I just want to breathe deeply of that childhood memory of freedom, where there was nothing to think about other than what was right in front of me. To tell the truth I lived in my head a lot as a child, in my head or in a book. But I also spent a lot of time outside, wandering in woods, through the neighborhood, into empty houses or construction sites. I climbed trees and lay in the grass. The hours after school and before dinner were mine. I had no responsibility, except to my own whims. There was no credit card debt, no car to fix, no home to sell. Just my hands getting dirty and my shoes getting worn.
I still love to walk outside. Nature renews me. It is the most likely place I could catch a glimpse of that white unicorn. But for now, all I can do is hope that there is still freedom to be had, that life does slow down sometimes, and that even grown-ups, mothers and wives can catch the elusive magic of freedom.
Just how many shoes does one woman need? Apparently 19 fewer than were taking up my precious closet space yesterday.
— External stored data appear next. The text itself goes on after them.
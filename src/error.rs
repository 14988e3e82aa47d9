//! Error definitions for the cross-domain messenger.
//!
//! Only structural violations are errors. A relayed call that reverts or runs
//! short of gas is recorded as a failed attempt and reported through
//! [`crate::messenger::RelayOutcome`], never through this type.

use alloy_primitives::{Address, B256, U256};
use thiserror::Error;

use crate::messenger::FailureReason;

#[derive(Error, Debug, Clone, PartialEq, Eq)]
pub enum MessengerError {
    #[error("Messenger not initialized")]
    NotInitialized,

    #[error("Messenger already initialized")]
    AlreadyInitialized,

    #[error("Messenger is paused")]
    Paused,

    #[error("Unauthorized: {0} is not the messenger admin")]
    Unauthorized(Address),

    #[error("Message has already been relayed: {0}")]
    AlreadyRelayed(B256),

    #[error("Value mismatch: expected {expected}, got {actual}")]
    ValueMismatch { expected: U256, actual: U256 },

    #[error("Cannot send message to blocked system address {0}")]
    ReservedTargetAddress(Address),

    #[error("Only version 0 or 1 messages are supported, got version {0}")]
    UnsupportedVersion(u16),

    #[error("Message cannot be replayed: {0} has no failed relay attempt")]
    MessageNotReplayable(B256),

    #[error("Message nonce counter overflow")]
    NonceOverflow,

    #[error("xDomainMessageSender is not set")]
    XDomainMessageSenderNotSet,

    #[error("Failed to relay message during estimation: {0}")]
    EstimationFailed(FailureReason),

    #[error("Invalid log: {0}")]
    InvalidLog(String),
}

pub type Result<T> = std::result::Result<T, MessengerError>;
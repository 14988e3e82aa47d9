//! Replay-protection store.
//!
//! Relay records are created lazily on the first attempt and never deleted.
//! `successful` is set exactly once; `failed` may be set on any number of
//! attempts and is ignored once the envelope has succeeded.

use alloy_primitives::B256;
use serde::{Deserialize, Serialize};
use std::collections::HashMap;

/// Per-envelope relay bookkeeping.
#[derive(Debug, Clone, Copy, Default, PartialEq, Eq, Serialize, Deserialize)]
pub struct RelayRecord {
    pub successful: bool,
    pub failed: bool,
}

/// Routing view of a [`RelayRecord`]. Success always takes precedence.
#[derive(Debug, Clone, Copy, PartialEq, Eq, Serialize, Deserialize)]
#[serde(rename_all = "snake_case")]
pub enum RelayState {
    Unseen,
    Failed,
    Succeeded,
}

impl RelayRecord {
    pub fn state(&self) -> RelayState {
        if self.successful {
            RelayState::Succeeded
        } else if self.failed {
            RelayState::Failed
        } else {
            RelayState::Unseen
        }
    }
}

/// Append-only ledger of relay records keyed by envelope hash.
pub trait RelayLedger {
    /// Record for `hash`, or the default (unseen) record.
    fn record(&self, hash: &B256) -> RelayRecord;

    fn mark_successful(&mut self, hash: B256);

    fn mark_failed(&mut self, hash: B256);

    fn state(&self, hash: &B256) -> RelayState {
        self.record(hash).state()
    }
}

/// In-memory [`RelayLedger`].
#[derive(Debug, Default, Clone)]
pub struct InMemoryRelayLedger {
    records: HashMap<B256, RelayRecord>,
}

impl InMemoryRelayLedger {
    pub fn new() -> Self {
        Self::default()
    }

    pub fn len(&self) -> usize {
        self.records.len()
    }

    pub fn is_empty(&self) -> bool {
        self.records.is_empty()
    }
}

impl RelayLedger for InMemoryRelayLedger {
    fn record(&self, hash: &B256) -> RelayRecord {
        self.records.get(hash).copied().unwrap_or_default()
    }

    fn mark_successful(&mut self, hash: B256) {
        self.records.entry(hash).or_default().successful = true;
    }

    fn mark_failed(&mut self, hash: B256) {
        self.records.entry(hash).or_default().failed = true;
    }
}
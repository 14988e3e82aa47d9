//! Property tests for gas accounting, nonce encoding and message hashing
//!
//! Inputs are drawn from a seeded RNG so failures reproduce.

use alloy_primitives::{Address, U256};
use rand::rngs::StdRng;
use rand::{Rng, SeedableRng};
use std::collections::HashSet;
use xdomain_messenger::encoding::{decode_versioned_nonce, encode_versioned_nonce};
use xdomain_messenger::events::decode_sent_message;
use xdomain_messenger::gas::{base_gas, has_min_gas, intrinsic_relay_gas, GasMeter};
use xdomain_messenger::{Envelope, MessengerEvent};

const SEED: u64 = 0x5eed;
const ITERATIONS: usize = 500;

fn random_envelope(rng: &mut StdRng) -> Envelope {
    let len = rng.gen_range(0..64);
    let payload: Vec<u8> = (0..len).map(|_| rng.gen()).collect();
    Envelope::new(
        encode_versioned_nonce(rng.gen_range(0..1_000_000), rng.gen_range(0..=1)),
        Address::from(rng.gen::<[u8; 20]>()),
        Address::from(rng.gen::<[u8; 20]>()),
        U256::from(rng.gen::<u64>()),
        rng.gen::<u32>() as u64,
        payload,
    )
}

// ============================================================================
// GAS TESTS
// ============================================================================

/// 1. Test: Base Gas Monotonic
/// Verifies that baseGas never decreases when the payload or the minimum gas limit grows.
/// Why: Senders rely on larger messages never being cheaper to deliver.
#[test]
fn test_base_gas_monotonic() {
    let mut rng = StdRng::seed_from_u64(SEED);

    for _ in 0..ITERATIONS {
        let len = rng.gen_range(0..100_000usize);
        let min_gas = rng.gen_range(0..u32::MAX - 1);

        let base = base_gas(len, min_gas);
        assert!(base_gas(len + 1, min_gas) >= base);
        assert!(base_gas(len, min_gas + 1) >= base);
    }
}

/// 2. Test: Base Gas Always Passes Relay Check
/// Verifies that a relay carrying exactly baseGas passes the minimum gas check
/// and forwards at least the minimum gas limit.
/// Why: A correctly funded delivery must never be recorded as failed for lack of gas.
#[test]
fn test_base_gas_satisfies_relay_check() {
    let mut rng = StdRng::seed_from_u64(SEED + 1);

    for _ in 0..ITERATIONS {
        let len = rng.gen_range(0..10_000usize);
        let min_gas = rng.gen::<u32>();

        let mut meter = GasMeter::new(base_gas(len, min_gas));
        meter.charge(intrinsic_relay_gas(len));

        assert!(meter.has_min_gas(min_gas as u64), "len={} min_gas={}", len, min_gas);
        assert!(meter.call_budget() >= min_gas as u64);
    }
}

/// 3. Test: Min Gas Check Threshold
/// Verifies that has_min_gas flips exactly at the smallest sufficient gas value.
/// Why: Off-by-one errors here decide whether a relay fails.
#[test]
fn test_has_min_gas_threshold() {
    let mut rng = StdRng::seed_from_u64(SEED + 2);

    for _ in 0..ITERATIONS {
        let min_gas = rng.gen::<u32>() as u64;
        let reserved = rng.gen_range(0..100_000u64);

        // Smallest gas with gas * 63 >= min_gas * 64 + 63 * (40_000 + reserved)
        let required = (min_gas * 64 + 63 * (40_000 + reserved)).div_ceil(63);
        assert!(has_min_gas(required, min_gas, reserved));
        assert!(!has_min_gas(required - 1, min_gas, reserved));
    }
}

// ============================================================================
// ENCODING TESTS
// ============================================================================

/// 4. Test: Versioned Nonce Split
/// Verifies that decoding recovers the counter and version of any encoded nonce.
/// Why: The receiving side dispatches on the recovered version.
#[test]
fn test_versioned_nonce_split() {
    let mut rng = StdRng::seed_from_u64(SEED + 3);

    for _ in 0..ITERATIONS {
        let counter = rng.gen::<u64>();
        let version = rng.gen::<u16>();
        let (decoded_counter, decoded_version) =
            decode_versioned_nonce(encode_versioned_nonce(counter, version));
        assert_eq!(decoded_counter, U256::from(counter));
        assert_eq!(decoded_version, version);
    }
}

/// 5. Test: Hash Distinguishes Envelopes
/// Verifies that distinct random envelopes never share a hash, and that changing
/// any single field changes the hash.
/// Why: The hash is the replay-protection key.
#[test]
fn test_hash_distinguishes_envelopes() {
    let mut rng = StdRng::seed_from_u64(SEED + 4);
    let mut seen = HashSet::new();

    for _ in 0..ITERATIONS {
        let envelope = random_envelope(&mut rng);
        let hash = envelope.hash();
        assert!(seen.insert(hash), "duplicate hash for {:?}", envelope);

        let mut changed = envelope.clone();
        changed.value += U256::from(1u64);
        assert_ne!(changed.hash(), hash, "value must be committed");

        let mut changed = envelope.clone();
        changed.min_gas_limit += 1;
        assert_ne!(changed.hash(), hash, "min gas limit must be committed");

        let mut changed = envelope.clone();
        changed.nonce += U256::from(1u64 << 16);
        assert_ne!(changed.hash(), hash, "nonce must be committed");
    }
}

/// 6. Test: SentMessage Logs Rebuild Envelope
/// Verifies that the logs emitted for a send decode back into the same envelope.
/// Why: Indexers reconstruct envelopes from logs to relay them.
#[test]
fn test_sent_message_logs_rebuild_envelope() {
    let mut rng = StdRng::seed_from_u64(SEED + 5);

    for _ in 0..50 {
        let mut envelope = random_envelope(&mut rng);
        if envelope.raw_version() == 0 {
            envelope.value = U256::ZERO;
        }
        let logs = MessengerEvent::SentMessage {
            envelope: envelope.clone(),
        }
        .to_logs();
        assert_eq!(decode_sent_message(&logs).unwrap(), envelope);
    }
}
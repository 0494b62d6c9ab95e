//! Driving a whole rig: planning, stage passes and reporting.

pub(crate) mod options;
pub(crate) mod orchestrator;
pub(crate) mod plan;
pub(crate) mod report;
pub(crate) mod rig_file;
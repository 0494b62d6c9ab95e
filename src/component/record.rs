use serde::{Deserialize, Deserializer};
use serde_json::{Map, Value};

use crate::foundation::core::EntityRef;

/// Declarative description of one component instance.
///
/// `input` may be a single reference or a list; `inputs` is accepted as an alias.
#[derive(Clone, Debug, PartialEq, serde::Serialize, serde::Deserialize)]
#[serde(rename_all = "camelCase")]
pub struct ComponentRecord {
    pub name: String,
    #[serde(rename = "type")]
    pub type_tag: String,
    #[serde(
        rename = "input",
        alias = "inputs",
        default,
        deserialize_with = "one_or_many"
    )]
    pub inputs: Vec<EntityRef>,
    #[serde(default = "default_size")]
    pub size: f64,
    #[serde(default, skip_serializing_if = "Option::is_none")]
    pub rig_parent: Option<EntityRef>,
    #[serde(default, skip_serializing_if = "Option::is_none")]
    pub component_tag: Option<String>,
    #[serde(default = "default_enabled")]
    pub enabled: bool,
    #[serde(default, skip_serializing_if = "Vec::is_empty")]
    pub depends_on: Vec<String>,
    #[serde(default)]
    pub parameters: Map<String, Value>,
}

fn default_size() -> f64 {
    1.0
}

fn default_enabled() -> bool {
    true
}

fn one_or_many<'de, D: Deserializer<'de>>(d: D) -> Result<Vec<EntityRef>, D::Error> {
    #[derive(Deserialize)]
    #[serde(untagged)]
    enum OneOrMany {
        One(EntityRef),
        Many(Vec<EntityRef>),
    }
    Ok(match Option::<OneOrMany>::deserialize(d)? {
        None => Vec::new(),
        Some(OneOrMany::One(e)) => vec![e],
        Some(OneOrMany::Many(v)) => v,
    })
}

impl ComponentRecord {
    pub fn new(name: impl Into<String>, type_tag: impl Into<String>) -> Self {
        Self {
            name: name.into(),
            type_tag: type_tag.into(),
            inputs: Vec::new(),
            size: default_size(),
            rig_parent: None,
            component_tag: None,
            enabled: true,
            depends_on: Vec::new(),
            parameters: Map::new(),
        }
    }

    pub fn input(mut self, entity: impl Into<EntityRef>) -> Self {
        self.inputs.push(entity.into());
        self
    }

    pub fn inputs<I, E>(mut self, entities: I) -> Self
    where
        I: IntoIterator<Item = E>,
        E: Into<EntityRef>,
    {
        self.inputs.extend(entities.into_iter().map(Into::into));
        self
    }

    pub fn rig_parent(mut self, entity: impl Into<EntityRef>) -> Self {
        self.rig_parent = Some(entity.into());
        self
    }

    pub fn size(mut self, size: f64) -> Self {
        self.size = size;
        self
    }

    pub fn component_tag(mut self, tag: impl Into<String>) -> Self {
        self.component_tag = Some(tag.into());
        self
    }

    pub fn enabled(mut self, enabled: bool) -> Self {
        self.enabled = enabled;
        self
    }

    pub fn depends_on(mut self, name: impl Into<String>) -> Self {
        self.depends_on.push(name.into());
        self
    }

    pub fn param(mut self, name: impl Into<String>, value: impl Into<Value>) -> Self {
        self.parameters.insert(name.into(), value.into());
        self
    }
}
use serde_json::{Map, Value};

use crate::component::context::BuildContext;
use crate::component::kind::{Arity, ComponentKind};
use crate::component::lifecycle::ComponentCore;
use crate::component::rig;
use crate::foundation::core::EntityRef;
use crate::foundation::error::RigResult;
use crate::params::store::{ParamType, ParameterStore};

/// One control driving one joint.
#[derive(Debug, Default)]
pub struct Basic;

impl Basic {
    fn control(core: &ComponentCore) -> EntityRef {
        EntityRef::new(format!("{}_ctl", core.name))
    }
}

impl ComponentKind for Basic {
    fn type_tag(&self) -> &'static str {
        "basic.basic"
    }

    fn arity(&self) -> Arity {
        Arity::Exactly(1)
    }

    fn define_parameters(&self, params: &mut ParameterStore) -> RigResult<()> {
        params.define("controlShape", "circle", ParamType::String)?;
        params.define("spaces", Map::new(), ParamType::Mapping)?;
        params.define("lockAttrs", Vec::<Value>::new(), ParamType::Sequence)?;
        params.set_tooltip("spaces", "space label -> target entity")?;
        Ok(())
    }

    fn rig_setup(&mut self, core: &mut ComponentCore, cx: &mut BuildContext<'_>) -> RigResult<()> {
        let ctl = rig::create_control(
            cx,
            Self::control(core).as_str(),
            &core.control_group(),
            core.params.get_str("controlShape")?,
            core.size()?,
        )?;
        let locked: Vec<String> = core.params.get_as("lockAttrs")?;
        let locked: Vec<&str> = locked.iter().map(String::as_str).collect();
        rig::hide_attributes(cx, &ctl, &locked)?;
        rig::drive_input(cx, &core.name, core.input(0)?, &ctl)?;
        cx.containers
            .set_child_anchor(&mut *cx.scene, &core.container, &ctl)
    }

    fn connect(&mut self, core: &mut ComponentCore, cx: &mut BuildContext<'_>) -> RigResult<()> {
        let spaces = core.params.get_mapping("spaces")?.clone();
        rig::connect_spaces(core, cx, &Self::control(core), &spaces)?;
        Ok(())
    }
}
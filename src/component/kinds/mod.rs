//! Built-in component kinds.

pub mod basic;
pub mod basic_array;
pub mod chain;
pub mod chain_spline;
pub mod hand;
pub mod leg;
pub mod limb;
pub mod main;
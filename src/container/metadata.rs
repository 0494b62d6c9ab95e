use serde_json::{Map, Value};

use crate::foundation::core::BuildStage;

/// Durable progress record written onto a container entity.
///
/// This is what lets a later session resume a component: the stage it reached, the kind that
/// produced it, and every parameter value at the time the last stage completed.
#[derive(Clone, Debug, PartialEq, serde::Serialize, serde::Deserialize)]
#[serde(rename_all = "camelCase")]
pub struct ContainerMetadata {
    pub version: String,
    #[serde(rename = "type")]
    pub type_tag: String,
    pub stage: BuildStage,
    #[serde(default)]
    pub parameters: Map<String, Value>,
}

impl ContainerMetadata {
    pub fn new(type_tag: impl Into<String>, version: impl Into<String>) -> Self {
        Self {
            version: version.into(),
            type_tag: type_tag.into(),
            stage: BuildStage::Unbuilt,
            parameters: Map::new(),
        }
    }
}
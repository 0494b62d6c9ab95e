use crate::component::context::BuildContext;
use crate::component::kind::{Arity, ChildSpec, ComponentKind};
use crate::component::kinds::chain::Chain;
use crate::component::lifecycle::ComponentCore;
use crate::component::record::ComponentRecord;
use crate::component::rig;
use crate::foundation::error::RigResult;
use crate::params::store::{ParamType, ParameterStore};

/// Composite: one `chain.chain` per finger root input.
///
/// Fingers run their whole pipeline inside the hand's build; afterwards their controls are
/// moved under the hand's control group and their containers are emptied into the hand's.
#[derive(Debug, Default)]
pub struct Hand;

impl ComponentKind for Hand {
    fn type_tag(&self) -> &'static str {
        "hand.hand"
    }

    fn arity(&self) -> Arity {
        Arity::AtLeast(1)
    }

    fn define_parameters(&self, params: &mut ParameterStore) -> RigResult<()> {
        params.define("controlShape", "circle", ParamType::String)
    }

    fn child_specs(
        &self,
        core: &ComponentCore,
        cx: &BuildContext<'_>,
    ) -> RigResult<Vec<ChildSpec>> {
        let shape = core.params.get_str("controlShape")?;
        let size = core.size()?;
        let mut specs = Vec::with_capacity(core.inputs.len());
        for finger in &core.inputs {
            let end = rig::chain_end(cx.scene(), finger)?;
            let record = ComponentRecord::new(format!("{}_{finger}", core.name), "chain.chain")
                .inputs([finger.clone(), end])
                .rig_parent(core.control_group())
                .size(size * 0.5)
                .param("controlShape", shape);
            specs.push(ChildSpec {
                record,
                kind: Box::new(Chain),
            });
        }
        Ok(specs)
    }

    fn rig_setup(&mut self, core: &mut ComponentCore, cx: &mut BuildContext<'_>) -> RigResult<()> {
        let hand_controls = core.control_group();
        let children: Vec<_> = core
            .children
            .iter()
            .map(|c| (c.container().to_owned(), c.core().root(), c.core().control_group()))
            .collect();

        for (container, root, controls) in children {
            if !cx.scene.exists(root.as_str()) {
                continue;
            }
            for ctl in cx.scene.list_children(&controls)? {
                cx.scene.reparent(&ctl, Some(&hand_controls))?;
            }
            cx.containers
                .absorb(&mut *cx.scene, &container, &core.container, Some(&root))?;
        }
        Ok(())
    }
}
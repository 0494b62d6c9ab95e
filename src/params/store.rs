use std::collections::BTreeMap;
use std::fmt;

use serde_json::{Map, Value};

use crate::foundation::error::{RigError, RigResult};

/// Keys that external data may never overwrite.
pub const PROTECTED_KEYS: [&str; 3] = ["name", "type", "input"];

/// Declared type of a parameter.
#[derive(Clone, Copy, Debug, PartialEq, Eq, Hash, serde::Serialize, serde::Deserialize)]
#[serde(rename_all = "lowercase")]
pub enum ParamType {
    Bool,
    Int,
    Float,
    String,
    Sequence,
    Mapping,
}

impl ParamType {
    /// Infer the declared type from a value. `null` has no type.
    pub fn of(value: &Value) -> Option<Self> {
        match value {
            Value::Null => None,
            Value::Bool(_) => Some(Self::Bool),
            Value::Number(n) if n.is_f64() => Some(Self::Float),
            Value::Number(_) => Some(Self::Int),
            Value::String(_) => Some(Self::String),
            Value::Array(_) => Some(Self::Sequence),
            Value::Object(_) => Some(Self::Mapping),
        }
    }
}

impl fmt::Display for ParamType {
    fn fmt(&self, f: &mut fmt::Formatter<'_>) -> fmt::Result {
        let s = match self {
            Self::Bool => "bool",
            Self::Int => "int",
            Self::Float => "float",
            Self::String => "string",
            Self::Sequence => "sequence",
            Self::Mapping => "mapping",
        };
        f.write_str(s)
    }
}

/// What to do when a stored value does not match the declared type.
#[derive(Clone, Copy, Debug, Default, PartialEq, Eq, serde::Serialize, serde::Deserialize)]
#[serde(rename_all = "lowercase")]
pub enum CoercionPolicy {
    /// Widen integers to floats with a warning; fail everything else.
    #[default]
    Widen,
    /// Fail on any mismatch.
    Strict,
}

#[derive(Clone, Debug, PartialEq)]
pub struct Parameter {
    pub name: String,
    pub ty: ParamType,
    pub default: Value,
    pub value: Value,
    pub tooltip: Option<String>,
    /// Declared from another parameter's value; dropped and re-derived on every hydrate.
    pub dynamic: bool,
}

/// Typed, named settings of one component, kept in declaration order.
#[derive(Clone, Debug, Default)]
pub struct ParameterStore {
    params: Vec<Parameter>,
    index: BTreeMap<String, usize>,
    policy: CoercionPolicy,
}

impl ParameterStore {
    pub fn new(policy: CoercionPolicy) -> Self {
        Self {
            params: Vec::new(),
            index: BTreeMap::new(),
            policy,
        }
    }

    pub fn policy(&self) -> CoercionPolicy {
        self.policy
    }

    pub fn set_policy(&mut self, policy: CoercionPolicy) {
        self.policy = policy;
    }

    pub fn len(&self) -> usize {
        self.params.len()
    }

    pub fn is_empty(&self) -> bool {
        self.params.is_empty()
    }

    pub fn contains(&self, name: &str) -> bool {
        self.index.contains_key(name)
    }

    pub fn names(&self) -> impl Iterator<Item = &str> {
        self.params.iter().map(|p| p.name.as_str())
    }

    pub fn iter(&self) -> impl Iterator<Item = &Parameter> {
        self.params.iter()
    }

    pub fn parameter(&self, name: &str) -> Option<&Parameter> {
        self.index.get(name).map(|&i| &self.params[i])
    }

    /// Register a parameter. Re-defining an existing parameter with the same type is a no-op.
    pub fn define(
        &mut self,
        name: &str,
        default: impl Into<Value>,
        ty: ParamType,
    ) -> RigResult<()> {
        self.define_inner(name, default.into(), ty, false)
    }

    /// Register a parameter derived from a governing parameter.
    pub fn define_dynamic(
        &mut self,
        name: &str,
        default: impl Into<Value>,
        ty: ParamType,
    ) -> RigResult<()> {
        self.define_inner(name, default.into(), ty, true)
    }

    fn define_inner(
        &mut self,
        name: &str,
        default: Value,
        ty: ParamType,
        dynamic: bool,
    ) -> RigResult<()> {
        if name.trim().is_empty() {
            return Err(RigError::parameter_type("parameter name must be non-empty"));
        }
        if let Some(existing) = self.parameter(name) {
            if existing.ty != ty {
                return Err(RigError::parameter_type(format!(
                    "parameter '{name}' already defined as {}, cannot redefine as {ty}",
                    existing.ty
                )));
            }
            tracing::debug!(parameter = name, "parameter already defined");
            return Ok(());
        }

        let default = self.check(name, ty, default)?;
        tracing::debug!(parameter = name, %ty, value = %default, "defining parameter");
        self.index.insert(name.to_owned(), self.params.len());
        self.params.push(Parameter {
            name: name.to_owned(),
            ty,
            value: default.clone(),
            default,
            tooltip: None,
            dynamic,
        });
        Ok(())
    }

    pub fn set_tooltip(&mut self, name: &str, tooltip: impl Into<String>) -> RigResult<()> {
        let i = self.position(name)?;
        self.params[i].tooltip = Some(tooltip.into());
        Ok(())
    }

    pub fn get(&self, name: &str) -> RigResult<&Value> {
        self.parameter(name)
            .map(|p| &p.value)
            .ok_or_else(|| RigError::unknown_parameter(name.to_owned()))
    }

    pub fn set(&mut self, name: &str, value: impl Into<Value>) -> RigResult<()> {
        let i = self.position(name)?;
        let ty = self.params[i].ty;
        let value = self.check(name, ty, value.into())?;
        self.params[i].value = value;
        Ok(())
    }

    pub fn get_bool(&self, name: &str) -> RigResult<bool> {
        self.typed(name, ParamType::Bool, Value::as_bool)
    }

    pub fn get_int(&self, name: &str) -> RigResult<i64> {
        self.typed(name, ParamType::Int, Value::as_i64)
    }

    pub fn get_float(&self, name: &str) -> RigResult<f64> {
        self.typed(name, ParamType::Float, Value::as_f64)
    }

    pub fn get_str(&self, name: &str) -> RigResult<&str> {
        let v = self.get(name)?;
        v.as_str()
            .ok_or_else(|| Self::mismatch(name, ParamType::String, v))
    }

    pub fn get_sequence(&self, name: &str) -> RigResult<&[Value]> {
        let v = self.get(name)?;
        v.as_array()
            .map(Vec::as_slice)
            .ok_or_else(|| Self::mismatch(name, ParamType::Sequence, v))
    }

    pub fn get_mapping(&self, name: &str) -> RigResult<&Map<String, Value>> {
        let v = self.get(name)?;
        v.as_object()
            .ok_or_else(|| Self::mismatch(name, ParamType::Mapping, v))
    }

    /// Deserialize a parameter into any serde type.
    pub fn get_as<T: serde::de::DeserializeOwned>(&self, name: &str) -> RigResult<T> {
        let v = self.get(name)?.clone();
        serde_json::from_value(v).map_err(|e| {
            RigError::parameter_type(format!("parameter '{name}' cannot be read: {e}"))
        })
    }

    /// Merge external values. Protected keys and undeclared names are skipped.
    ///
    /// Returns the number of parameters updated.
    pub fn load_from(&mut self, data: &Map<String, Value>) -> RigResult<usize> {
        let mut loaded = 0usize;
        for (key, value) in data {
            if PROTECTED_KEYS.contains(&key.as_str()) {
                continue;
            }
            if !self.contains(key) {
                tracing::debug!(parameter = %key, "skipping value for undeclared parameter");
                continue;
            }
            self.set(key, value.clone())?;
            loaded += 1;
        }
        Ok(loaded)
    }

    /// Merge only the named keys from external data.
    pub fn load_only(&mut self, data: &Map<String, Value>, names: &[&str]) -> RigResult<usize> {
        let mut loaded = 0usize;
        for name in names {
            if PROTECTED_KEYS.contains(name) {
                continue;
            }
            if let Some(value) = data.get(*name)
                && self.contains(name)
            {
                self.set(name, value.clone())?;
                loaded += 1;
            }
        }
        Ok(loaded)
    }

    /// Drop every dynamic parameter so a fresh derivation starts clean.
    pub fn clear_dynamic(&mut self) {
        self.params.retain(|p| !p.dynamic);
        self.reindex();
    }

    pub fn dynamic_names(&self) -> Vec<&str> {
        self.params
            .iter()
            .filter(|p| p.dynamic)
            .map(|p| p.name.as_str())
            .collect()
    }

    /// Current values for persistence, in declaration order.
    pub fn dump(&self) -> Map<String, Value> {
        let mut out = Map::new();
        for p in &self.params {
            out.insert(p.name.clone(), p.value.clone());
        }
        out
    }

    fn reindex(&mut self) {
        self.index = self
            .params
            .iter()
            .enumerate()
            .map(|(i, p)| (p.name.clone(), i))
            .collect();
    }

    fn position(&self, name: &str) -> RigResult<usize> {
        self.index
            .get(name)
            .copied()
            .ok_or_else(|| RigError::unknown_parameter(name.to_owned()))
    }

    fn typed<T>(&self, name: &str, ty: ParamType, read: fn(&Value) -> Option<T>) -> RigResult<T> {
        let v = self.get(name)?;
        read(v).ok_or_else(|| Self::mismatch(name, ty, v))
    }

    fn mismatch(name: &str, ty: ParamType, v: &Value) -> RigError {
        RigError::parameter_type(format!("parameter '{name}' is not a {ty}: {v}"))
    }

    fn check(&self, name: &str, ty: ParamType, value: Value) -> RigResult<Value> {
        let actual = ParamType::of(&value);
        if actual == Some(ty) {
            return Ok(value);
        }

        if ty == ParamType::Float
            && actual == Some(ParamType::Int)
            && self.policy == CoercionPolicy::Widen
        {
            if let Some(f) = value.as_f64() {
                tracing::warn!(parameter = name, %value, "widening int value to float");
                return Ok(Value::from(f));
            }
        }

        Err(RigError::parameter_type(format!(
            "parameter '{name}' declared {ty}, got {}",
            actual.map_or_else(|| "null".to_owned(), |t| t.to_string())
        )))
    }
}

#[cfg(test)]
#[path = "../../tests/unit/params/store.rs"]
mod tests;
That still leaves me 29 pairs, including classic black pumps, Dansko wedges, Vibram barefoot running shoes, plaid Rocketdogs, and, of course, my Doc Martens.
For some people (men) shoes are just utilitarian. They have one pair for work and one for play. Some people are classy and just have a few really expensive pairs. But I buy shoes like I buy t-shirts, funky bracelets, or winter caps, that is, if it gives me that special happy feeling then it is welcome to join the family.
You know what else gives me a happy feeling? Getting rid of clutter. And since we are moving in two weeks I have been getting rid of lots of junk. Hence the 19 pairs of shoes stepping out to join some Goodwill shopper’s happy family.
As I am bagging things up to give away or throw out I am wondering why I have so much clutter. I blame it on having a big house. We have TWO rooms in the basement just for storage. They are like a giant version of those dumping ground drawers we all have in the kitchen. When we lived in a small apartment, space was at a premium and we couldn’t afford the clutter. But, over the last four years, it has been all too easy just to relocate rarely used kitchen utensils, old video game systems, and VHS tapes into the “coal room” in the basement. The coal room: a mausoleum for useless and obsolete items.
And speaking of useless, why do I still have bras in my underwear drawer? I mean, I have a few mastectomy bras, but I really don’t need to be hanging on to old push-up bras or demi-cups. I haven’t needed those since last December. Oh yeah, and those extra panties that I only wore once a month, you know, our grungerwear? I tossed those too, since I am officially in menopause. While I was at it I got rid of the jeans that were 3 sizes too small, because this is my body now and when I do lose weight I can reward myself by buying some new jeans. (And maybe some new shoes too.)
Hopefully I will have the energy to keep this purging up and not find myself, the day before the movers arrive, emptying whole drawers of mystery keys, broken rubber bands, and single batteries into boxes labeled “Kitchen Items.”